Saved entries:
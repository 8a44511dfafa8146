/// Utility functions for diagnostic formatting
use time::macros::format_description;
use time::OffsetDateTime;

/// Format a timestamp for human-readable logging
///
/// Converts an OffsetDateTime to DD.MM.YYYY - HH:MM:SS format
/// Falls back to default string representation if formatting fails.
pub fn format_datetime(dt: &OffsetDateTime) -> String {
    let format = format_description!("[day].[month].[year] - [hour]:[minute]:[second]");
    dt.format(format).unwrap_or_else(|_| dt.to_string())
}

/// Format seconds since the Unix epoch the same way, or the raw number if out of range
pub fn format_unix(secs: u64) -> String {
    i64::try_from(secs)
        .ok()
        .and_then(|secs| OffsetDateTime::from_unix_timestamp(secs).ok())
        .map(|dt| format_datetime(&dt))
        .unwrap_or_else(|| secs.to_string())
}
--
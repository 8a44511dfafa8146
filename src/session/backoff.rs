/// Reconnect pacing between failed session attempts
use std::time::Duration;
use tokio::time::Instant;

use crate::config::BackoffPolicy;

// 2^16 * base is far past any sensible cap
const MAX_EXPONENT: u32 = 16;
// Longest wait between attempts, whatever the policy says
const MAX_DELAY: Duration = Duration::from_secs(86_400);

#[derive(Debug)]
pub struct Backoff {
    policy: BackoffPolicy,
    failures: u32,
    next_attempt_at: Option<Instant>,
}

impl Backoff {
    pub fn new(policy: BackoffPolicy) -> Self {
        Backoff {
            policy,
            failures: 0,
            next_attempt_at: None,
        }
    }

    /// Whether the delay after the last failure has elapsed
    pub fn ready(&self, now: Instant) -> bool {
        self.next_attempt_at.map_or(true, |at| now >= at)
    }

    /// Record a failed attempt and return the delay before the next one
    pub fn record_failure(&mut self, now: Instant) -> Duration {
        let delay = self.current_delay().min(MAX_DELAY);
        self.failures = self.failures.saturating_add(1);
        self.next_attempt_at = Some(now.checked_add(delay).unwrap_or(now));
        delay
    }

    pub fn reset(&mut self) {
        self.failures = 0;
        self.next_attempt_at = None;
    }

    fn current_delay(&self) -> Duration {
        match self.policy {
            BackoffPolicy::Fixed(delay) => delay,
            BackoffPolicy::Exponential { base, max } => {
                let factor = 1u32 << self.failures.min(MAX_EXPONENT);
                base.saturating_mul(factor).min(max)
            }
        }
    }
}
...
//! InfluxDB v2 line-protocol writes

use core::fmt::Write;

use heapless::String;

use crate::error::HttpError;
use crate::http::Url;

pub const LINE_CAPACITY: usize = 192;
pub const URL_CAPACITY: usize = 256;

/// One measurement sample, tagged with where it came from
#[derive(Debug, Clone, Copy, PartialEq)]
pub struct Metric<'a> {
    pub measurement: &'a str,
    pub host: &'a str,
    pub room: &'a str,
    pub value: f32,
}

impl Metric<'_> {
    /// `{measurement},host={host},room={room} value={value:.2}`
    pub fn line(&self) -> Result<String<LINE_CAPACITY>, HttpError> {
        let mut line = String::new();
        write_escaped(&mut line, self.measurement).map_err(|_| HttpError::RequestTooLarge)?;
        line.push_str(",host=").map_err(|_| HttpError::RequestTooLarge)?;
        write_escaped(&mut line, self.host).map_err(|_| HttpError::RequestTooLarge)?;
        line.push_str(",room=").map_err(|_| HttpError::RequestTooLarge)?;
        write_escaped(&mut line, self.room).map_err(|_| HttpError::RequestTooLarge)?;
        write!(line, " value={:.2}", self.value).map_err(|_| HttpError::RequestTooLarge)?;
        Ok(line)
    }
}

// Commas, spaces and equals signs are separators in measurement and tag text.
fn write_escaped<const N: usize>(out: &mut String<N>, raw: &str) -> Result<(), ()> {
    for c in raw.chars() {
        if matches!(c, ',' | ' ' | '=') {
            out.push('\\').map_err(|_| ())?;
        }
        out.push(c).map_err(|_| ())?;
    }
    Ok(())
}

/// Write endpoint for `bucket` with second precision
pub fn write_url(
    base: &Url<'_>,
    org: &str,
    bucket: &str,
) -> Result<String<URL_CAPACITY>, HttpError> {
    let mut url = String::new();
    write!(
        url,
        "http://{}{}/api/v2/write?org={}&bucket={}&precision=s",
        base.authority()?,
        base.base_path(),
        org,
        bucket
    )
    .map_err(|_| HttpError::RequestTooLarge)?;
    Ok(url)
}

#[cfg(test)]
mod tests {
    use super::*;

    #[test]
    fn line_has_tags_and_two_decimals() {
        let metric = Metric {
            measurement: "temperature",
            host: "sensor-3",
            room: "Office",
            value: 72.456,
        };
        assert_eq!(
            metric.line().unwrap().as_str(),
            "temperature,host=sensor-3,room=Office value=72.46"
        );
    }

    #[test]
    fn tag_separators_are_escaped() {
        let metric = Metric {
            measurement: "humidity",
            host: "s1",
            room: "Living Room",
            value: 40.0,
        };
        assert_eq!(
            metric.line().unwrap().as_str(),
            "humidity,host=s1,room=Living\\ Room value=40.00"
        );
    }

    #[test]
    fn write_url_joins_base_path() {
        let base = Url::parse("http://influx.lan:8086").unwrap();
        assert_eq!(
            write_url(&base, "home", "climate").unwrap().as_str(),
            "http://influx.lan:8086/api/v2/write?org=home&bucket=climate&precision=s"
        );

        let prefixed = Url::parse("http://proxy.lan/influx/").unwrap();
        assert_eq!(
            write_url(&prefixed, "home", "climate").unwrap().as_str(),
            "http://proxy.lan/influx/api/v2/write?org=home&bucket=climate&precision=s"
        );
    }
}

▸ Instructions for the task: Lines with the string "climate" in the data above: say how many there are, giving the number alone.

▸ Solution for this problem: 4